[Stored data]
[Start of section]

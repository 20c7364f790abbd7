use std::collections::HashSet;

use super::error::EngineError;
use super::spec::{SpecKind, Stage};
use super::task::Task;

#[cfg(test)]
mod tests;

/// Checks the whole task tree before anything runs: every name used by a
/// gated sub-task or a reference spec must be declared by a named spec
/// somewhere in the tree, and every `otherwise` must have its `if_then`.
pub(crate) fn validate_task(task: &Task) -> Result<(), EngineError> {
    if has_dangling_otherwise(task) {
        return Err(EngineError::DanglingOtherwise);
    }

    let mut declared = HashSet::new();
    collect_declared(task, &mut declared);
    check_references(task, &declared)
}

fn has_dangling_otherwise(task: &Task) -> bool {
    if task.dangling_otherwise {
        return true;
    }
    for stage in &task.stages {
        if let Stage::Branch {
            when_true,
            when_false,
            ..
        } = stage
        {
            if has_dangling_otherwise(when_true) {
                return true;
            }
            if let Some(arm) = when_false {
                if has_dangling_otherwise(arm) {
                    return true;
                }
            }
        }
    }
    task.gated
        .iter()
        .any(|(_, sub)| has_dangling_otherwise(sub))
}

fn collect_declared(task: &Task, declared: &mut HashSet<String>) {
    for stage in &task.stages {
        match stage {
            Stage::Run(specs) => {
                for spec in specs {
                    if let SpecKind::Named { name, .. } = &spec.kind {
                        declared.insert(name.clone());
                    }
                }
            }
            Stage::Branch {
                when_true,
                when_false,
                ..
            } => {
                collect_declared(when_true, declared);
                if let Some(arm) = when_false {
                    collect_declared(arm, declared);
                }
            }
        }
    }
    for (_, sub) in &task.gated {
        collect_declared(sub, declared);
    }
}

fn check_references(task: &Task, declared: &HashSet<String>) -> Result<(), EngineError> {
    for stage in &task.stages {
        match stage {
            Stage::Run(specs) => {
                for spec in specs {
                    if let SpecKind::Reference { name } = &spec.kind {
                        if !declared.contains(name) {
                            return Err(EngineError::UnknownReference { name: name.clone() });
                        }
                    }
                }
            }
            Stage::Branch {
                when_true,
                when_false,
                ..
            } => {
                check_references(when_true, declared)?;
                if let Some(arm) = when_false {
                    check_references(arm, declared)?;
                }
            }
        }
    }
    for (names, sub) in &task.gated {
        for name in names {
            if !declared.contains(name) {
                return Err(EngineError::UnknownReference { name: name.clone() });
            }
        }
        check_references(sub, declared)?;
    }
    Ok(())
}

[End of section]

Each entry should be written out again exactly, with no word left out.

repository 20c7364f790abbd7
use std::collections::HashSet;

use super::error::EngineError;
use super::spec::{SpecKind, Stage};
use super::task::Task;

#[cfg(test)]
mod tests;

/// Checks the whole task tree before anything runs: every name used by a
/// gated sub-task or a reference spec must be declared by a named spec
/// somewhere in the tree, and every `otherwise` must have its `if_then`.
pub(crate) fn validate_task(task: &Task) -> Result<(), EngineError> {
    if has_dangling_otherwise(task) {
        return Err(EngineError::DanglingOtherwise);
    }

    let mut declared = HashSet::new();
    collect_declared(task, &mut declared);
    check_references(task, &declared)
}

fn has_dangling_otherwise(task: &Task) -> bool {
    if task.dangling_otherwise {
        return true;
    }
    for stage in &task.stages {
        if let Stage::Branch {
            when_true,
            when_false,
            ..
        } = stage
        {
            if has_dangling_otherwise(when_true) {
                return true;
            }
            if let Some(arm) = when_false {
                if has_dangling_otherwise(arm) {
                    return true;
                }
            }
        }
    }
    task.gated
        .iter()
        .any(|(_, sub)| has_dangling_otherwise(sub))
}

fn collect_declared(task: &Task, declared: &mut HashSet<String>) {
    for stage in &task.stages {
        match stage {
            Stage::Run(specs) => {
                for spec in specs {
                    if let SpecKind::Named { name, .. } = &spec.kind {
                        declared.insert(name.clone());
                    }
                }
            }
            Stage::Branch {
                when_true,
                when_false,
                ..
            } => {
                collect_declared(when_true, declared);
                if let Some(arm) = when_false {
                    collect_declared(arm, declared);
                }
            }
        }
    }
    for (_, sub) in &task.gated {
        collect_declared(sub, declared);
    }
}

fn check_references(task: &Task, declared: &HashSet<String>) -> Result<(), EngineError> {
    for stage in &task.stages {
        match stage {
            Stage::Run(specs) => {
                for spec in specs {
                    if let SpecKind::Reference { name } = &spec.kind {
                        if !declared.contains(name) {
                            return Err(EngineError::UnknownReference { name: name.clone() });
                        }
                    }
                }
            }
            Stage::Branch {
                when_true,
                when_false,
                ..
            } => {
                check_references(when_true, declared)?;
                if let Some(arm) = when_false {
                    check_references(arm, declared)?;
                }
            }
        }
    }
    for (names, sub) in &task.gated {
        for name in names {
            if !declared.contains(name) {
                return Err(EngineError::UnknownReference { name: name.clone() });
            }
        }
        check_references(sub, declared)?;
    }
    Ok(())
}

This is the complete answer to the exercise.